After the death of Laud, the dissensions that had reigned for a long time between the king and parliament, grew still more violent, and arose at length to so great a height, that they could not be extinguished but by the blood of that excellent prince. The great council of the nation, heated by the violent suggestions of the puritans and independents," abolished episcopal government; condemned and abrogated every thing in the ecclesiastical establishment that was contrary to the doctrine, worship, and discipline of the church of Geneva; turned the vehemence of their opposition against the king himself, and having brought him into their power by the fate of arms, accused him of treason against the majesty of the nation; and, in the year 1648, while the eyes of Europe were fixed with astonishment on this strange spectacle, caused his head to be struck off on a public scaffold. Such are the calamities that flow from religious zeal without knowledge, from that enthusiasm and bigotry that inspire a blind and immoderate attachment to the external and unessential parts of religion, and to certain doctrines ill understood! These broils and tumults served also unhappily to confirm the truth of an observation often made, that all religious sects, while they are kept under and oppressed, are remarkable for inculcating the duties of moderation, forbearance, and charity toward those who dissent from them; but, as soon as the scenes of persecution are removed, and they, in their turn, arrive at power and pre-eminence, they forget their own precepts and maxims, and leave both the recommendation and practice of charity to those that groan under their yoke.

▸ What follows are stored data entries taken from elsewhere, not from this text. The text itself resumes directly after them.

//! Event data model.
//!
//! An [`Event`] is one input occurrence plus the delay since the previous
//! event of the same sequence. An [`EventSequence`] is the ordered list that
//! gets recorded, saved, loaded and replayed.

use std::collections::BTreeSet;
use std::fmt;
use std::time::Duration;

use serde::{Deserialize, Serialize};

use crate::{Error, Result};

/// Kind of input occurrence.
#[derive(Clone, Copy, Debug, PartialEq, Eq, Hash, Serialize, Deserialize)]
pub enum EventKind {
    /// Pointer moved to an absolute position.
    #[serde(rename = "mouse_move")]
    PointerMove,
    /// Pointer button pressed.
    #[serde(rename = "mouse_click")]
    ButtonPress,
    /// Pointer button released.
    #[serde(rename = "mouse_release")]
    ButtonRelease,
    /// Scroll wheel moved.
    #[serde(rename = "mouse_scroll")]
    ScrollMoved,
    /// Keyboard key pressed.
    #[serde(rename = "key_press")]
    KeyPress,
    /// Keyboard key released.
    #[serde(rename = "key_release")]
    KeyRelease,
}

impl EventKind {
    /// All kinds, in declaration order.
    pub const ALL: [EventKind; 6] = [
        EventKind::PointerMove,
        EventKind::ButtonPress,
        EventKind::ButtonRelease,
        EventKind::ScrollMoved,
        EventKind::KeyPress,
        EventKind::KeyRelease,
    ];

    /// Check if this kind is handled by the pointer device.
    pub fn is_pointer(self) -> bool {
        matches!(
            self,
            Self::PointerMove | Self::ButtonPress | Self::ButtonRelease | Self::ScrollMoved
        )
    }

    /// Check if this kind is handled by the keyboard.
    pub fn is_key(self) -> bool {
        matches!(self, Self::KeyPress | Self::KeyRelease)
    }

    /// Check if this kind puts an input into the pressed state.
    pub fn is_press(self) -> bool {
        matches!(self, Self::ButtonPress | Self::KeyPress)
    }

    /// Check if this kind takes an input out of the pressed state.
    pub fn is_release(self) -> bool {
        matches!(self, Self::ButtonRelease | Self::KeyRelease)
    }

    fn needs_position(self) -> bool {
        self.is_pointer()
    }

    fn needs_delta(self) -> bool {
        self == Self::ScrollMoved
    }

    fn needs_input(self) -> bool {
        self.is_press() || self.is_release()
    }

    /// Name used in the persisted format.
    pub fn as_str(self) -> &'static str {
        match self {
            Self::PointerMove => "mouse_move",
            Self::ButtonPress => "mouse_click",
            Self::ButtonRelease => "mouse_release",
            Self::ScrollMoved => "mouse_scroll",
            Self::KeyPress => "key_press",
            Self::KeyRelease => "key_release",
        }
    }
}

impl fmt::Display for EventKind {
    fn fmt(&self, f: &mut fmt::Formatter<'_>) -> fmt::Result {
        f.write_str(self.as_str())
    }
}

/// Absolute screen coordinate.
#[derive(Clone, Copy, Debug, Default, PartialEq, Eq, Hash, Serialize, Deserialize)]
#[serde(from = "[i32; 2]", into = "[i32; 2]")]
pub struct Point {
    pub x: i32,
    pub y: i32,
}

impl Point {
    /// Create a point from screen coordinates.
    pub const fn new(x: i32, y: i32) -> Self {
        Self { x, y }
    }
}

impl From<[i32; 2]> for Point {
    fn from([x, y]: [i32; 2]) -> Self {
        Self { x, y }
    }
}

impl From<Point> for [i32; 2] {
    fn from(p: Point) -> Self {
        [p.x, p.y]
    }
}

/// Signed scroll amount on both axes.
#[derive(Clone, Copy, Debug, Default, PartialEq, Eq, Hash, Serialize, Deserialize)]
#[serde(from = "[i32; 2]", into = "[i32; 2]")]
pub struct ScrollDelta {
    pub dx: i32,
    pub dy: i32,
}

impl ScrollDelta {
    /// Create a delta from horizontal and vertical steps.
    pub const fn new(dx: i32, dy: i32) -> Self {
        Self { dx, dy }
    }
}

impl From<[i32; 2]> for ScrollDelta {
    fn from([dx, dy]: [i32; 2]) -> Self {
        Self { dx, dy }
    }
}

impl From<ScrollDelta> for [i32; 2] {
    fn from(d: ScrollDelta) -> Self {
        [d.dx, d.dy]
    }
}

/// Symbolic identifier of a physical button or key.
///
/// The token is opaque to the engine. Recorded identifiers look like
/// `Button.left`, `Key.shift` or `'d'`; backends use [`InputId::key_name`]
/// and [`InputId::button_name`] to get the bare name.
#[derive(Clone, Debug, PartialEq, Eq, Hash, PartialOrd, Ord, Serialize, Deserialize)]
#[serde(transparent)]
pub struct InputId(String);

impl InputId {
    /// Wrap an identifier token such as `Key.shift` or `'d'`.
    pub fn new(id: impl Into<String>) -> Self {
        Self(id.into())
    }

    pub fn as_str(&self) -> &str {
        &self.0
    }

    /// Key name without the `Key.` prefix or character quotes.
    ///
    /// `Key.shift` becomes `shift`, `'d'` becomes `d`.
    pub fn key_name(&self) -> &str {
        let name = self.0.strip_prefix("Key.").unwrap_or(&self.0);
        match name.strip_prefix('\'').and_then(|n| n.strip_suffix('\'')) {
            Some(inner) if !inner.is_empty() => inner,
            _ => name,
        }
    }

    /// Button name without the `Button.` prefix.
    pub fn button_name(&self) -> &str {
        self.0.strip_prefix("Button.").unwrap_or(&self.0)
    }
}

impl fmt::Display for InputId {
    fn fmt(&self, f: &mut fmt::Formatter<'_>) -> fmt::Result {
        f.write_str(&self.0)
    }
}

impl From<&str> for InputId {
    fn from(id: &str) -> Self {
        Self(id.to_string())
    }
}

impl From<String> for InputId {
    fn from(id: String) -> Self {
        Self(id)
    }
}

/// One recorded input occurrence.
///
/// Only the fields relevant to [`Event::kind`] are populated. The typed
/// constructors always produce a well-formed event; [`Event::from_parts`]
/// validates events built from untrusted data.
#[derive(Clone, Debug, PartialEq, Eq)]
pub struct Event {
    kind: EventKind,
    position: Option<Point>,
    delta: Option<ScrollDelta>,
    input: Option<InputId>,
    delay: Duration,
}

impl Event {
    /// Pointer moved to `position`.
    pub fn pointer_move(position: Point, delay: Duration) -> Self {
        Self {
            kind: EventKind::PointerMove,
            position: Some(position),
            delta: None,
            input: None,
            delay,
        }
    }

    /// Button pressed at `position`.
    pub fn button_press(button: impl Into<InputId>, position: Point, delay: Duration) -> Self {
        Self::button(EventKind::ButtonPress, button.into(), position, delay)
    }

    /// Button released at `position`.
    pub fn button_release(button: impl Into<InputId>, position: Point, delay: Duration) -> Self {
        Self::button(EventKind::ButtonRelease, button.into(), position, delay)
    }

    fn button(kind: EventKind, button: InputId, position: Point, delay: Duration) -> Self {
        Self {
            kind,
            position: Some(position),
            delta: None,
            input: Some(button),
            delay,
        }
    }

    /// Scroll by `delta` with the pointer at `position`.
    pub fn scroll(position: Point, delta: ScrollDelta, delay: Duration) -> Self {
        Self {
            kind: EventKind::ScrollMoved,
            position: Some(position),
            delta: Some(delta),
            input: None,
            delay,
        }
    }

    /// Key pressed.
    pub fn key_press(key: impl Into<InputId>, delay: Duration) -> Self {
        Self::key(EventKind::KeyPress, key.into(), delay)
    }

    /// Key released.
    pub fn key_release(key: impl Into<InputId>, delay: Duration) -> Self {
        Self::key(EventKind::KeyRelease, key.into(), delay)
    }

    fn key(kind: EventKind, key: InputId, delay: Duration) -> Self {
        Self {
            kind,
            position: None,
            delta: None,
            input: Some(key),
            delay,
        }
    }

    /// Build an event from raw parts, rejecting combinations that do not
    /// match `kind`.
    pub fn from_parts(
        kind: EventKind,
        position: Option<Point>,
        delta: Option<ScrollDelta>,
        input: Option<InputId>,
        delay: Duration,
    ) -> Result<Self> {
        let event = Self {
            kind,
            position,
            delta,
            input,
            delay,
        };
        event.validate()?;
        Ok(event)
    }

    /// Build an event without validation, for exercising error paths.
    #[cfg(test)]
    pub(crate) fn unchecked(
        kind: EventKind,
        position: Option<Point>,
        delta: Option<ScrollDelta>,
        input: Option<InputId>,
    ) -> Self {
        Self {
            kind,
            position,
            delta,
            input,
            delay: Duration::ZERO,
        }
    }

    /// Check that exactly the fields required by the kind are present.
    pub fn validate(&self) -> Result<()> {
        check_field(self.kind, "position", self.kind.needs_position(), self.position.is_some())?;
        check_field(self.kind, "delta", self.kind.needs_delta(), self.delta.is_some())?;
        check_field(self.kind, "button", self.kind.needs_input(), self.input.is_some())?;
        Ok(())
    }

    pub fn kind(&self) -> EventKind {
        self.kind
    }

    pub fn position(&self) -> Option<Point> {
        self.position
    }

    pub fn delta(&self) -> Option<ScrollDelta> {
        self.delta
    }

    /// Button or key this event names.
    pub fn input(&self) -> Option<&InputId> {
        self.input.as_ref()
    }

    /// Time elapsed since the previous event was recorded.
    pub fn delay(&self) -> Duration {
        self.delay
    }

    /// Copy of this event with a different delay.
    pub fn with_delay(&self, delay: Duration) -> Self {
        Self {
            delay,
            ..self.clone()
        }
    }
}

fn check_field(kind: EventKind, field: &str, required: bool, present: bool) -> Result<()> {
    match (required, present) {
        (true, false) => Err(Error::InvalidEvent(format!("{kind} event requires `{field}`"))),
        (false, true) => Err(Error::InvalidEvent(format!("{kind} event must not carry `{field}`"))),
        _ => Ok(()),
    }
}

/// Ordered list of events forming one macro.
///
/// Insertion order is temporal order and replay order. The sequence is
/// never mutated once built.
#[derive(Clone, Debug, Default, PartialEq, Eq)]
pub struct EventSequence {
    events: Vec<Event>,
}

impl EventSequence {
    /// Create a sequence from events already in temporal order.
    pub fn from_events(events: Vec<Event>) -> Self {
        Self { events }
    }

    pub fn events(&self) -> &[Event] {
        &self.events
    }

    pub fn iter(&self) -> std::slice::Iter<'_, Event> {
        self.events.iter()
    }

    pub fn len(&self) -> usize {
        self.events.len()
    }

    pub fn is_empty(&self) -> bool {
        self.events.is_empty()
    }

    /// Sum of all event delays, the nominal length of one pass.
    pub fn total_delay(&self) -> Duration {
        self.events.iter().map(Event::delay).sum()
    }

    /// Compute summary statistics.
    pub fn stats(&self) -> SequenceStats {
        let mut stats = SequenceStats {
            total_events: self.events.len(),
            duration: self.total_delay(),
            ..Default::default()
        };
        let mut held = BTreeSet::new();

        for event in &self.events {
            match event.kind {
                EventKind::PointerMove => stats.pointer_moves += 1,
                EventKind::ButtonPress | EventKind::ButtonRelease => stats.button_events += 1,
                EventKind::ScrollMoved => stats.scrolls += 1,
                EventKind::KeyPress | EventKind::KeyRelease => stats.key_events += 1,
            }
            if let Some(input) = &event.input {
                if event.kind.is_press() {
                    held.insert(input.clone());
                } else if event.kind.is_release() {
                    held.remove(input);
                }
            }
        }

        stats.unbalanced_presses = held.into_iter().collect();
        stats
    }

    pub fn into_events(self) -> Vec<Event> {
        self.events
    }
}

impl From<Vec<Event>> for EventSequence {
    fn from(events: Vec<Event>) -> Self {
        Self::from_events(events)
    }
}

impl<'a> IntoIterator for &'a EventSequence {
    type Item = &'a Event;
    type IntoIter = std::slice::Iter<'a, Event>;

    fn into_iter(self) -> Self::IntoIter {
        self.events.iter()
    }
}

/// Summary of a sequence.
#[derive(Clone, Debug, Default, PartialEq, Eq)]
pub struct SequenceStats {
    pub total_events: usize,
    pub pointer_moves: usize,
    pub button_events: usize,
    pub scrolls: usize,
    pub key_events: usize,
    /// Nominal replay length of one pass.
    pub duration: Duration,
    /// Inputs pressed and never released by the end of the sequence.
    pub unbalanced_presses: Vec<InputId>,
}
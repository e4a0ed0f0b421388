//! Cadence CLI - inspect and dry-run recorded input macros
//!
//! Replays go through a logging backend, so a macro's timing and content can
//! be checked without touching real input devices.

mod config;

use anyhow::{Context, Result};
use cadence_recorder::{
    BackendSink, CancelToken, CleanupSink, CompositeSink, EventSequence, LogBackend, ReplayStats,
    Replayer,
};
use clap::{Parser, Subcommand};
use std::fs;
use std::path::{Path, PathBuf};
use tracing_subscriber::EnvFilter;

use crate::config::{CadenceConfig, CONFIG_FILE};

/// Inspect and replay recorded input macros
#[derive(Parser, Debug)]
#[command(name = "cadence")]
#[command(about = "Inspect and replay recorded input macros")]
#[command(version)]
struct Cli {
    /// Configuration file or directory containing cadence.toml
    #[arg(short, long, global = true, default_value = ".")]
    config: PathBuf,

    /// Log every injected action
    #[arg(short, long, global = true)]
    verbose: bool,

    #[command(subcommand)]
    command: Commands,
}

#[derive(Subcommand, Debug)]
enum Commands {
    /// Show a summary of a saved macro
    Inspect {
        /// Macro file (JSON)
        file: PathBuf,
    },

    /// Replay a saved macro through the logging backend
    Replay {
        /// Macro file (JSON)
        file: PathBuf,

        /// Loop until interrupted with Ctrl-C
        #[arg(long)]
        repeat: bool,

        /// Stop after this many passes
        #[arg(long, conflicts_with = "repeat", value_parser = clap::value_parser!(u32).range(1..))]
        passes: Option<u32>,

        /// Playback speed multiplier (0.1 - 10.0)
        #[arg(long, value_parser = parse_speed)]
        speed: Option<f64>,
    },

    /// Write a default cadence.toml
    Init {
        /// Directory to write into
        #[arg(default_value = ".")]
        path: PathBuf,

        /// Overwrite an existing file
        #[arg(long)]
        force: bool,
    },
}

fn main() -> Result<()> {
    let cli = Cli::parse();
    let mut config = CadenceConfig::load(&cli.config)?;

    let level = if cli.verbose {
        "debug"
    } else {
        config.log.level.as_str()
    };
    tracing_subscriber::fmt()
        .with_env_filter(EnvFilter::try_from_default_env().unwrap_or_else(|_| EnvFilter::new(level)))
        .init();

    match cli.command {
        Commands::Inspect { file } => inspect(&file, &config),
        Commands::Replay {
            file,
            repeat,
            passes,
            speed,
        } => {
            if repeat {
                config.replay.repeat = true;
                config.replay.passes = None;
            }
            if passes.is_some() {
                config.replay.passes = passes;
            }
            if let Some(speed) = speed {
                config.replay.speed = speed;
            }
            replay(&file, &config)
        }
        Commands::Init { path, force } => init(&path, force),
    }
}

fn parse_speed(value: &str) -> Result<f64, String> {
    let speed: f64 = value
        .parse()
        .map_err(|_| format!("`{value}` is not a number"))?;
    if !speed.is_finite() || speed <= 0.0 {
        return Err(format!("speed must be a positive number, got {value}"));
    }
    Ok(speed)
}

fn load(file: &Path) -> Result<EventSequence> {
    EventSequence::load(file).with_context(|| format!("Failed to load {}", file.display()))
}

fn inspect(file: &Path, config: &CadenceConfig) -> Result<()> {
    let sequence = load(file)?;
    let stats = sequence.stats();
    let ignore = config.record.recorder_config().ignore;
    let hotkeys = sequence
        .iter()
        .filter(|event| event.input().is_some_and(|id| ignore.contains(id)))
        .count();

    println!("{}", file.display());
    println!("  events:        {}", stats.total_events);
    println!("  duration:      {:.3}s", stats.duration.as_secs_f64());
    println!("  pointer moves: {}", stats.pointer_moves);
    println!("  buttons:       {}", stats.button_events);
    println!("  scrolls:       {}", stats.scrolls);
    println!("  keys:          {}", stats.key_events);

    if !stats.unbalanced_presses.is_empty() {
        let names: Vec<_> = stats.unbalanced_presses.iter().map(|id| id.as_str()).collect();
        println!("  never released: {}", names.join(", "));
    }
    if hotkeys > 0 {
        println!("  {hotkeys} event(s) use ignored inputs");
    }

    Ok(())
}

fn replay(file: &Path, config: &CadenceConfig) -> Result<()> {
    let sequence = load(file)?;
    let sink = CleanupSink::new(CompositeSink::new(
        BackendSink::new(LogBackend::new()),
        BackendSink::new(LogBackend::new()),
    ));

    let cancel = CancelToken::new();
    let interrupt = cancel.clone();
    ctrlc::set_handler(move || {
        tracing::info!("interrupted, releasing input");
        interrupt.cancel();
    })
    .context("Failed to install Ctrl-C handler")?;

    let mut replayer = Replayer::new(sequence, sink, config.replay.replay_config());
    replayer
        .start_with_cancel(cancel)
        .context("Failed to start replay")?;

    replayer.wait().context("Replay did not finish cleanly")?;
    report(&replayer.stats());
    Ok(())
}

fn report(stats: &ReplayStats) {
    println!(
        "{} pass(es), {} event(s) executed, {} failed, end drift {:.3}ms",
        stats.passes,
        stats.executed,
        stats.failed,
        stats.last_residual.as_secs_f64() * 1000.0
    );
    if let Some(error) = &stats.last_error {
        println!("last error: {error}");
    }
}

fn init(path: &Path, force: bool) -> Result<()> {
    let target = path.join(CONFIG_FILE);
    if target.exists() && !force {
        anyhow::bail!(
            "{} already exists. Use --force to overwrite it.",
            target.display()
        );
    }

    fs::create_dir_all(path)?;
    fs::write(&target, CadenceConfig::default().to_toml()?)
        .with_context(|| format!("Failed to write {}", target.display()))?;

    println!("Wrote {}", target.display());
    Ok(())
}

Such, in reality, was the conduct and behaviour of the puritans during their transitory exaltation; they showed as little clemency and equity to the bishops and other patrons of episcopacy, as they had received from them when the reins of government were in their hands."

n The origin of this sect has been already mentioned.

o Besides Clarendon and the other writers of English history already mentioned, see Neale's History of the Puritans, vol. ii. and iii.